Optimizing synthesis of SARS-CoV-2 peptides for epitope analysis

How can optimizing synthesis of SARS-CoV-2 peptides for epitope analysis be made easier?

The COVID-19 pandemic caused by the novel coronavirus SARS-CoV-2 has triggered intense activity around the world and may well represent a paradigm shift in fighting infectious disease.  

Peptide synthesis is one valuable component of the toolbox needed to quickly investigate the mechanism of infection, and peptides may also prove to have therapeutic properties or form the basis of a vaccine. Bioinformatics has been used to search for targets of immune responses to SARS-CoV-2, as described in a recent publication from Grifoni and colleagues[1].  

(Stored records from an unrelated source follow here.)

use std::future::Future;
use std::pin::Pin;
use std::sync::Mutex;

use sandcall_messaging::AddableAction;
use serde::{Deserialize, Serialize};
use serde_json::Value;
use sha2::{Digest, Sha256};
use thiserror::Error;

#[derive(Debug, Error)]
pub enum SubmitError {
    #[error("failed to fetch tapos: {0}")]
    Tapos(String),

    #[error("failed to sign transaction: {0}")]
    Signing(String),

    #[error("failed to push transaction: {0}")]
    Push(String),

    #[error("transaction rejected: {0}")]
    Rejected(String),
}

/// Acknowledgement of a pushed transaction.
#[derive(Debug, Clone, PartialEq, Eq, Serialize, Deserialize)]
pub struct TxReceipt {
    pub transaction_id: String,
    pub actions: usize,
}

/// Submits the actions of a completed call chain as one transaction.
pub trait Submitter: Send + Sync {
    fn submit<'a>(
        &'a self,
        actions: &'a [AddableAction],
    ) -> Pin<Box<dyn Future<Output = Result<TxReceipt, SubmitError>> + Send + 'a>>;
}

/// An unsigned transaction: reference block data plus the actions.
#[derive(Debug, Clone, PartialEq, Serialize, Deserialize)]
pub struct Transaction {
    pub tapos: Value,
    pub actions: Vec<AddableAction>,
}

/// The chain-facing services a transaction passes through.
pub trait TransactionService: Send + Sync {
    /// Reference block data the transaction is anchored to.
    fn tapos<'a>(&'a self) -> Pin<Box<dyn Future<Output = Result<Value, SubmitError>> + Send + 'a>>;

    fn build_and_sign<'a>(
        &'a self,
        transaction: &'a Transaction,
    ) -> Pin<Box<dyn Future<Output = Result<Value, SubmitError>> + Send + 'a>>;

    fn push<'a>(
        &'a self,
        signed: &'a Value,
    ) -> Pin<Box<dyn Future<Output = Result<TxReceipt, SubmitError>> + Send + 'a>>;
}

/// [`Submitter`] that runs tapos, signing and push in order.
pub struct ChainSubmitter<S> {
    service: S,
}

impl<S: TransactionService> ChainSubmitter<S> {
    pub fn new(service: S) -> Self {
        Self { service }
    }
}

impl<S: TransactionService> Submitter for ChainSubmitter<S> {
    fn submit<'a>(
        &'a self,
        actions: &'a [AddableAction],
    ) -> Pin<Box<dyn Future<Output = Result<TxReceipt, SubmitError>> + Send + 'a>> {
        Box::pin(async move {
            let tapos = self.service.tapos().await?;
            let transaction = Transaction {
                tapos,
                actions: actions.to_vec(),
            };
            let signed = self.service.build_and_sign(&transaction).await?;
            let receipt = self.service.push(&signed).await?;
            tracing::info!(
                transaction_id = %receipt.transaction_id,
                actions = receipt.actions,
                "Transaction pushed"
            );
            Ok(receipt)
        })
    }
}

/// Content-derived id: SHA-256 over the serialized actions.
pub fn transaction_id(actions: &[AddableAction]) -> String {
    let mut hasher = Sha256::new();
    for action in actions {
        hasher.update(action.service.as_bytes());
        hasher.update([0u8]);
        hasher.update(action.action.as_bytes());
        hasher.update([0u8]);
        hasher.update(&action.args);
        hasher.update([0u8]);
    }
    hex::encode(hasher.finalize())
}

/// Submitter that keeps every batch in memory. Used by the simulator.
#[derive(Default)]
pub struct RecordingSubmitter {
    batches: Mutex<Vec<Vec<AddableAction>>>,
    reject_with: Option<String>,
}

impl RecordingSubmitter {
    pub fn new() -> Self {
        Self::default()
    }

    /// A submitter whose every submission is rejected with `reason`.
    pub fn rejecting(reason: impl Into<String>) -> Self {
        Self {
            batches: Mutex::default(),
            reject_with: Some(reason.into()),
        }
    }

    pub fn batches(&self) -> Vec<Vec<AddableAction>> {
        self.batches
            .lock()
            .map(|batches| batches.clone())
            .unwrap_or_default()
    }
}

impl Submitter for RecordingSubmitter {
    fn submit<'a>(
        &'a self,
        actions: &'a [AddableAction],
    ) -> Pin<Box<dyn Future<Output = Result<TxReceipt, SubmitError>> + Send + 'a>> {
        Box::pin(async move {
            if let Some(reason) = &self.reject_with {
                return Err(SubmitError::Rejected(reason.clone()));
            }
            if let Ok(mut batches) = self.batches.lock() {
                batches.push(actions.to_vec());
            }
            Ok(TxReceipt {
                transaction_id: transaction_id(actions),
                actions: actions.len(),
            })
        })
    }
}

#[cfg(test)]
mod tests {
    use super::*;
    use serde_json::json;
    use std::sync::atomic::{AtomicUsize, Ordering};

    struct FakeChain {
        steps: AtomicUsize,
        fail_push: bool,
    }

    impl TransactionService for FakeChain {
        fn tapos<'a>(
            &'a self,
        ) -> Pin<Box<dyn Future<Output = Result<Value, SubmitError>> + Send + 'a>> {
            Box::pin(async move {
                self.steps.fetch_add(1, Ordering::Relaxed);
                Ok(json!({"refBlockIndex": 7, "refBlockSuffix": 1234}))
            })
        }

        fn build_and_sign<'a>(
            &'a self,
            transaction: &'a Transaction,
        ) -> Pin<Box<dyn Future<Output = Result<Value, SubmitError>> + Send + 'a>> {
            Box::pin(async move {
                self.steps.fetch_add(1, Ordering::Relaxed);
                let mut signed = serde_json::to_value(transaction)
                    .map_err(|e| SubmitError::Signing(e.to_string()))?;
                signed["signature"] = json!("sig");
                Ok(signed)
            })
        }

        fn push<'a>(
            &'a self,
            signed: &'a Value,
        ) -> Pin<Box<dyn Future<Output = Result<TxReceipt, SubmitError>> + Send + 'a>> {
            Box::pin(async move {
                self.steps.fetch_add(1, Ordering::Relaxed);
                if self.fail_push {
                    return Err(SubmitError::Push("node unavailable".into()));
                }
                let actions: Vec<AddableAction> =
                    serde_json::from_value(signed["actions"].clone())
                        .map_err(|e| SubmitError::Push(e.to_string()))?;
                assert_eq!(signed["signature"], json!("sig"));
                Ok(TxReceipt {
                    transaction_id: transaction_id(&actions),
                    actions: actions.len(),
                })
            })
        }
    }

    fn actions() -> Vec<AddableAction> {
        vec![
            AddableAction::new("tokens", "credit", vec![1, 2]),
            AddableAction::new("tokens", "debit", vec![3]),
        ]
    }

    #[tokio::test]
    async fn chain_submitter_runs_all_three_steps() {
        let submitter = ChainSubmitter::new(FakeChain {
            steps: AtomicUsize::new(0),
            fail_push: false,
        });

        let receipt = submitter.submit(&actions()).await.unwrap();
        assert_eq!(receipt.actions, 2);
        assert_eq!(receipt.transaction_id, transaction_id(&actions()));
        assert_eq!(submitter.service.steps.load(Ordering::Relaxed), 3);
    }

    #[tokio::test]
    async fn chain_submitter_surfaces_push_failure() {
        let submitter = ChainSubmitter::new(FakeChain {
            steps: AtomicUsize::new(0),
            fail_push: true,
        });

        let err = submitter.submit(&actions()).await.unwrap_err();
        assert!(matches!(err, SubmitError::Push(_)));
    }

    #[tokio::test]
    async fn recording_submitter_keeps_batches() {
        let submitter = RecordingSubmitter::new();
        submitter.submit(&actions()).await.unwrap();

        assert_eq!(submitter.batches(), vec![actions()]);
    }

    #[tokio::test]
    async fn rejecting_submitter_records_nothing() {
        let submitter = RecordingSubmitter::rejecting("out of resources");
        let err = submitter.submit(&actions()).await.unwrap_err();

        assert!(err.to_string().contains("out of resources"));
        assert!(submitter.batches().is_empty());
    }

    #[test]
    fn transaction_id_depends_on_order() {
        let mut reversed = actions();
        reversed.reverse();
        assert_ne!(transaction_id(&actions()), transaction_id(&reversed));
    }
}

The search and discovery of potential therapeutic peptides and epitopes for vaccine design puts a number of demands on the peptide sequence: 

  • The need for rapid synthesis of multiple sequences in parallel to provide material in large-scale screening 
  • The ability to optimize the synthesis of problematic sequences using flexible synthetic routes 
  • The need to address regulatory challenges with validated methods and software designed for regulated environments (GMP manufacture, 21 CFR Part 11) 

Parallel peptide synthesis with and without heat can be the answer to making optimization easier. Read more about the peptide synthesis approaches used in a real-world example, based on the work of Grifoni and colleagues, of synthetic challenges brought by a diverse range of peptide sequences.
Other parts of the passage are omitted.